37: I feel fool
Aku kembali ke kamar setelah menidurkan Alisa, dia sangat khawatir dan takut jika terjadi sesuatu kepadaku. Apalagi video penyerangan brutal di depan kedai sudah menyebar dan tentunya Alisa sudah melihatnya. Sesampainya di mansion, gadis kecil itu berlari menghambur kepadaku, dia terisak dan tak berhenti menanyakan apakah aku baik-baik saja. Aku terenyuh dengan sikap Alisa dan jika suatu saat nanti harus meninggalkannya, aku benar-benar tak sanggup.
Aku sangat menyayangi Alisa, karena kontrak itu sebentar lagi aku akan pergi darinya. Semoga apa yang aku ajarkan kepadanya tentang kesederhanaan, kehangatan dan ketulusan bisa dia terapkan meski aku tak lagi berada di sampingnya.
Rasanya aku ingin menyesap es kopi menjernihkan pikiran, aku pun berjalan keluar dari kamar menuju dapur. Karena sudah malam, aku menggunakan mesin penggiling kopi otomatis di mana suaranya tak terlalu berisik juga langsung diseduh. Aku hanya perlu menyiapkan cangkir untuk menadah kopi tersebut. Sembari menunggu mesin menyelesaikan tugasnya, aku membuka kulkas mengambil es batu.
Tepat setelah aku kembali mengambil es batu, mesin berhenti beroperasi. Aku menganggkat cangkir lalu menuangkan gula dan beberapa tube es batu ke dalamnya. Aku duduk di kursi bar, menikmati es kopi yang begitu sangat menyegarkan.
Ah, andai Nania tidak buru-buru pulang tadi siang. Aku sangat ingin mengobrol dengannya malam ini.

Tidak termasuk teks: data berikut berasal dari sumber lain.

// SPDX-License-Identifier: Apache-2.0
// Copyright (c) 2025 Polyframe Inc.

//! Intersection tests between boxes, planes, lines and triangles
//!
//! These are plain `f64` computations. Constructed results such as
//! intersection points are best effort; only the coplanarity decision in
//! [`triangles_intersect`] goes through the robust predicates.

use super::bbox::{BoundingBox, Box3};
use super::primitives::{Line3, Plane, Point2, Point3, Segment3, Triangle3, Vector3};
use super::robust_predicates::{orient2d, orient3d};
use std::cmp::Ordering;

/// Below this squared length a direction counts as zero.
const PARALLEL_EPS: f64 = 1e-24;

/// Overlap of two boxes, `None` when they are disjoint.
pub fn intersect_boxes<const D: usize>(a: &BoundingBox<D>, b: &BoundingBox<D>) -> Option<BoundingBox<D>> {
    let overlap = a.intersection(b);
    if overlap.is_empty() {
        None
    } else {
        Some(overlap)
    }
}

/// Whether the plane passes through the (closed) box.
pub fn box_crosses_plane(bbox: &Box3, plane: &Plane) -> bool {
    if bbox.is_empty() {
        return false;
    }
    let center = bbox.center();
    let half = bbox.size() / 2.0;
    let radius = half.x * plane.normal.x.abs() + half.y * plane.normal.y.abs() + half.z * plane.normal.z.abs();
    plane.signed_distance(&center).abs() <= radius
}

/// Separating axis test between a box and a triangle.
///
/// Checks the three box axes, the triangle normal and the nine cross
/// products of box axes with triangle edges.
pub fn box_intersects_triangle(bbox: &Box3, triangle: &Triangle3) -> bool {
    if bbox.is_empty() {
        return false;
    }
    let center = bbox.center();
    let half = bbox.size() / 2.0;
    let v = [triangle.a - center, triangle.b - center, triangle.c - center];
    let edges = [v[1] - v[0], v[2] - v[1], v[0] - v[2]];

    let separated = |axis: &Vector3| -> bool {
        let p0 = v[0].dot(axis);
        let p1 = v[1].dot(axis);
        let p2 = v[2].dot(axis);
        let r = half.x * axis.x.abs() + half.y * axis.y.abs() + half.z * axis.z.abs();
        p0.max(p1).max(p2) < -r || p0.min(p1).min(p2) > r
    };

    for edge in &edges {
        for unit in [Vector3::x(), Vector3::y(), Vector3::z()] {
            let axis = unit.cross(edge);
            if axis.norm_squared() > PARALLEL_EPS && separated(&axis) {
                return false;
            }
        }
    }

    for i in 0..3 {
        let lo = v[0][i].min(v[1][i]).min(v[2][i]);
        let hi = v[0][i].max(v[1][i]).max(v[2][i]);
        if hi < -half[i] || lo > half[i] {
            return false;
        }
    }

    let normal = edges[0].cross(&edges[1]);
    if normal.norm_squared() > PARALLEL_EPS && separated(&normal) {
        return false;
    }

    true
}

/// Line parameter and point where the line meets the plane.
/// `None` when the line is parallel to the plane.
pub fn intersect_line_plane(line: &Line3, plane: &Plane) -> Option<(f64, Point3)> {
    let denom = plane.normal.dot(&line.direction);
    if denom.abs() <= 1e-12 {
        return None;
    }
    let t = -plane.signed_distance(&line.origin) / denom;
    Some((t, line.point_at(t)))
}

/// Point where the segment crosses the plane, endpoints included.
pub fn intersect_segment_plane(segment: &Segment3, plane: &Plane) -> Option<Point3> {
    let da = plane.signed_distance(&segment.a);
    let db = plane.signed_distance(&segment.b);
    if da * db > 0.0 {
        return None;
    }
    if da == db {
        // segment lies in the plane
        return Some(segment.a);
    }
    let t = da / (da - db);
    Some(segment.point_at(t))
}

/// Intersection line of two planes, `None` when they are parallel.
pub fn intersect_planes(p1: &Plane, p2: &Plane) -> Option<Line3> {
    let n1 = p1.normal.into_inner();
    let n2 = p2.normal.into_inner();
    let direction = n1.cross(&n2);
    let len2 = direction.norm_squared();
    if len2 <= PARALLEL_EPS {
        return None;
    }
    let point = (n2.cross(&direction) * p1.offset + direction.cross(&n1) * p2.offset) / len2;
    Some(Line3::new(Point3::from(point), direction))
}

/// Möller–Trumbore intersection of the line `origin + t * direction` with a
/// triangle. Returns `(t, u, v)` with barycentric `u`, `v` of the hit.
pub fn intersect_line_triangle(origin: &Point3, direction: &Vector3, triangle: &Triangle3) -> Option<(f64, f64, f64)> {
    let e1 = triangle.b - triangle.a;
    let e2 = triangle.c - triangle.a;
    let p = direction.cross(&e2);
    let det = e1.dot(&p);
    if det.abs() <= 1e-14 * e1.norm() * e2.norm() * direction.norm() {
        return None;
    }
    let inv_det = 1.0 / det;
    let s = origin - triangle.a;
    let u = s.dot(&p) * inv_det;
    if !(0.0..=1.0).contains(&u) {
        return None;
    }
    let q = s.cross(&e1);
    let v = direction.dot(&q) * inv_det;
    if v < 0.0 || u + v > 1.0 {
        return None;
    }
    let t = e2.dot(&q) * inv_det;
    Some((t, u, v))
}

/// Point where the segment pierces the triangle.
pub fn intersect_segment_triangle(segment: &Segment3, triangle: &Triangle3) -> Option<Point3> {
    let direction = segment.direction();
    let (t, _, _) = intersect_line_triangle(&segment.a, &direction, triangle)?;
    if (0.0..=1.0).contains(&t) {
        Some(segment.point_at(t))
    } else {
        None
    }
}

/// Whether two triangles share at least one point.
pub fn triangles_intersect(t1: &Triangle3, t2: &Triangle3) -> bool {
    if !t1.bounding_box().intersects(&t2.bounding_box()) {
        return false;
    }

    let coplanar = t2
        .vertices()
        .iter()
        .all(|p| orient3d(&t1.a, &t1.b, &t1.c, p) == Ordering::Equal);
    if coplanar && !t1.is_degenerate() {
        return coplanar_triangles_intersect(t1, t2);
    }

    t1.edges()
        .iter()
        .any(|e| intersect_segment_triangle(e, t2).is_some())
        || t2
            .edges()
            .iter()
            .any(|e| intersect_segment_triangle(e, t1).is_some())
}

fn coplanar_triangles_intersect(t1: &Triangle3, t2: &Triangle3) -> bool {
    // project onto the coordinate plane best aligned with the triangle
    let normal = t1.normal().abs();
    let drop = normal.imax();
    let project = |p: &Point3| match drop {
        0 => Point2::new(p.y, p.z),
        1 => Point2::new(p.z, p.x),
        _ => Point2::new(p.x, p.y),
    };
    let a: Vec<Point2> = t1.vertices().iter().map(project).collect();
    let b: Vec<Point2> = t2.vertices().iter().map(project).collect();

    for i in 0..3 {
        for j in 0..3 {
            if segments_intersect_2d(&a[i], &a[(i + 1) % 3], &b[j], &b[(j + 1) % 3]) {
                return true;
            }
        }
    }
    point_in_triangle_2d(&a[0], &b) || point_in_triangle_2d(&b[0], &a)
}

/// Closed segment intersection in the plane, decided with `orient2d`.
pub fn segments_intersect_2d(p1: &Point2, p2: &Point2, q1: &Point2, q2: &Point2) -> bool {
    let d1 = orient2d(q1, q2, p1);
    let d2 = orient2d(q1, q2, p2);
    let d3 = orient2d(p1, p2, q1);
    let d4 = orient2d(p1, p2, q2);

    if d1 != d2 && d3 != d4 && d1 != Ordering::Equal && d2 != Ordering::Equal
        && d3 != Ordering::Equal && d4 != Ordering::Equal
    {
        return true;
    }

    let on_segment = |a: &Point2, b: &Point2, p: &Point2| {
        p.x >= a.x.min(b.x) && p.x <= a.x.max(b.x) && p.y >= a.y.min(b.y) && p.y <= a.y.max(b.y)
    };
    (d1 == Ordering::Equal && on_segment(q1, q2, p1))
        || (d2 == Ordering::Equal && on_segment(q1, q2, p2))
        || (d3 == Ordering::Equal && on_segment(p1, p2, q1))
        || (d4 == Ordering::Equal && on_segment(p1, p2, q2))
}

/// Closed point-in-triangle test in the plane, either orientation.
pub fn point_in_triangle_2d(p: &Point2, triangle: &[Point2]) -> bool {
    let s0 = orient2d(&triangle[0], &triangle[1], p);
    let s1 = orient2d(&triangle[1], &triangle[2], p);
    let s2 = orient2d(&triangle[2], &triangle[0], p);
    let has_neg = [s0, s1, s2].contains(&Ordering::Less);
    let has_pos = [s0, s1, s2].contains(&Ordering::Greater);
    !(has_neg && has_pos)
}

#[cfg(test)]
mod tests {
    use super::*;

    fn unit_box() -> Box3 {
        Box3::new(Point3::new(0.0, 0.0, 0.0), Point3::new(1.0, 1.0, 1.0))
    }

    #[test]
    fn test_box_triangle_sat() {
        let bbox = unit_box();
        let through = Triangle3::new(
            Point3::new(-1.0, 0.5, 0.5),
            Point3::new(2.0, 0.5, 0.5),
            Point3::new(0.5, 0.5, 3.0),
        );
        assert!(box_intersects_triangle(&bbox, &through));

        let beside = Triangle3::new(
            Point3::new(2.0, 0.0, 0.0),
            Point3::new(3.0, 0.0, 0.0),
            Point3::new(2.0, 1.0, 0.0),
        );
        assert!(!box_intersects_triangle(&bbox, &beside));

        // bounding boxes overlap, but the triangle passes the corner diagonally
        let diagonal = Triangle3::new(
            Point3::new(2.0, 2.5, 0.5),
            Point3::new(2.5, 2.0, 0.5),
            Point3::new(2.25, 2.25, 1.5),
        );
        assert!(!box_intersects_triangle(&Box3::new(Point3::origin(), Point3::new(2.0, 2.0, 2.0)), &diagonal));
    }

    #[test]
    fn test_box_crosses_plane() {
        let bbox = unit_box();
        let inside = Plane::new(&Point3::new(0.5, 0.5, 0.5), Vector3::new(1.0, 1.0, 1.0));
        assert!(box_crosses_plane(&bbox, &inside));
        let outside = Plane::new(&Point3::new(5.0, 0.0, 0.0), Vector3::x());
        assert!(!box_crosses_plane(&bbox, &outside));
    }

    #[test]
    fn test_intersect_planes() {
        let xy = Plane::new(&Point3::new(0.0, 0.0, 1.0), Vector3::z());
        let yz = Plane::new(&Point3::new(2.0, 0.0, 0.0), Vector3::x());
        let line = intersect_planes(&xy, &yz).unwrap();
        assert!((line.origin.x - 2.0).abs() < 1e-12);
        assert!((line.origin.z - 1.0).abs() < 1e-12);
        assert!(line.direction.y.abs() > 0.999);

        let parallel = Plane::new(&Point3::new(0.0, 0.0, 5.0), Vector3::z());
        assert!(intersect_planes(&xy, &parallel).is_none());
    }

    #[test]
    fn test_segment_triangle() {
        let tri = Triangle3::new(
            Point3::new(0.0, 0.0, 0.0),
            Point3::new(1.0, 0.0, 0.0),
            Point3::new(0.0, 1.0, 0.0),
        );
        let hit = Segment3::new(Point3::new(0.2, 0.2, -1.0), Point3::new(0.2, 0.2, 1.0));
        let point = intersect_segment_triangle(&hit, &tri).unwrap();
        assert!((point - Point3::new(0.2, 0.2, 0.0)).norm() < 1e-12);

        let short = Segment3::new(Point3::new(0.2, 0.2, 1.0), Point3::new(0.2, 0.2, 2.0));
        assert!(intersect_segment_triangle(&short, &tri).is_none());

        let line = Line3::new(Point3::new(0.0, 0.0, 3.0), Vector3::z());
        let plane = tri.plane().unwrap();
        let (t, p) = intersect_line_plane(&line, &plane).unwrap();
        assert_eq!(t, -3.0);
        assert_eq!(p, Point3::origin());
    }

    #[test]
    fn test_triangles_intersect() {
        let tri_a = Triangle3::new(
            Point3::new(0.0, 0.0, 0.0),
            Point3::new(1.0, 0.0, 0.0),
            Point3::new(0.0, 1.0, 0.0),
        );
        let disjoint = Triangle3::new(
            Point3::new(2.0, 0.0, 0.0),
            Point3::new(3.0, 0.0, 0.0),
            Point3::new(2.0, 1.0, 0.0),
        );
        assert!(!triangles_intersect(&tri_a, &disjoint));

        let overlapping = Triangle3::new(
            Point3::new(0.5, 0.0, 0.0),
            Point3::new(1.5, 0.0, 0.0),
            Point3::new(0.5, 1.0, 0.0),
        );
        assert!(triangles_intersect(&tri_a, &overlapping));

        let piercing = Triangle3::new(
            Point3::new(0.2, 0.2, -1.0),
            Point3::new(0.3, 0.2, 1.0),
            Point3::new(0.2, 0.3, 1.0),
        );
        assert!(triangles_intersect(&tri_a, &piercing));

        let above = Triangle3::new(
            Point3::new(0.2, 0.2, 1.0),
            Point3::new(0.3, 0.2, 1.0),
            Point3::new(0.2, 0.3, 1.0),
        );
        assert!(!triangles_intersect(&tri_a, &above));
    }

    #[test]
    fn test_intersect_boxes() {
        let a = unit_box();
        let b = Box3::new(Point3::new(0.5, 0.5, 0.5), Point3::new(2.0, 2.0, 2.0));
        let overlap = intersect_boxes(&a, &b).unwrap();
        assert_eq!(overlap.min, Point3::new(0.5, 0.5, 0.5));
        assert_eq!(overlap.max, Point3::new(1.0, 1.0, 1.0));
        let c = Box3::new(Point3::new(3.0, 3.0, 3.0), Point3::new(4.0, 4.0, 4.0));
        assert!(intersect_boxes(&a, &c).is_none());
    }
}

"Apa es kopi segitu enaknya?"
"Hm?" aku menoleh ke sumber suara. Pak Shaka berdiri di sana, "Iya, seger," jawabku jujur. Entah kenapa, melihatnya malah mengingatkanku pada pernyataan tadi malam dan membuat hatiku terasa berbeda.
Pak Shaka berjalan kearahku kemudian duduk di kursi bar.
"Mau juga? Aku buatkan."
Baru saja ingin beranjak, pria itu menggeleng dan menahanku untuk tetap duduk, "Satu teguk kopi bisa membuatku tidak bisa tidur semalaman."
"Cih," aku berdecih menertawakan pernyataanya, "kau ingat waktu pertama kali ke kedai. Kau menghabiskan tiga gelas kopi hitam tanpa gula. Jika seteguk bisa membuatmu tidak bisa tidur semalaman, lalu bagaimana dengan tiga gelas? Tidak tidur seminggu?"
"Iya, kok tahu?"
Aku menarik kepalaku sembari memasang wajah kaget sekaligus heran, "Bener nggak bisa tidur seminggu?"
Dia langsung mengangguk menjawab.
"Bohong."
"Terserah kalau tidak percaya," ucapnya dengan sunggingan senyum.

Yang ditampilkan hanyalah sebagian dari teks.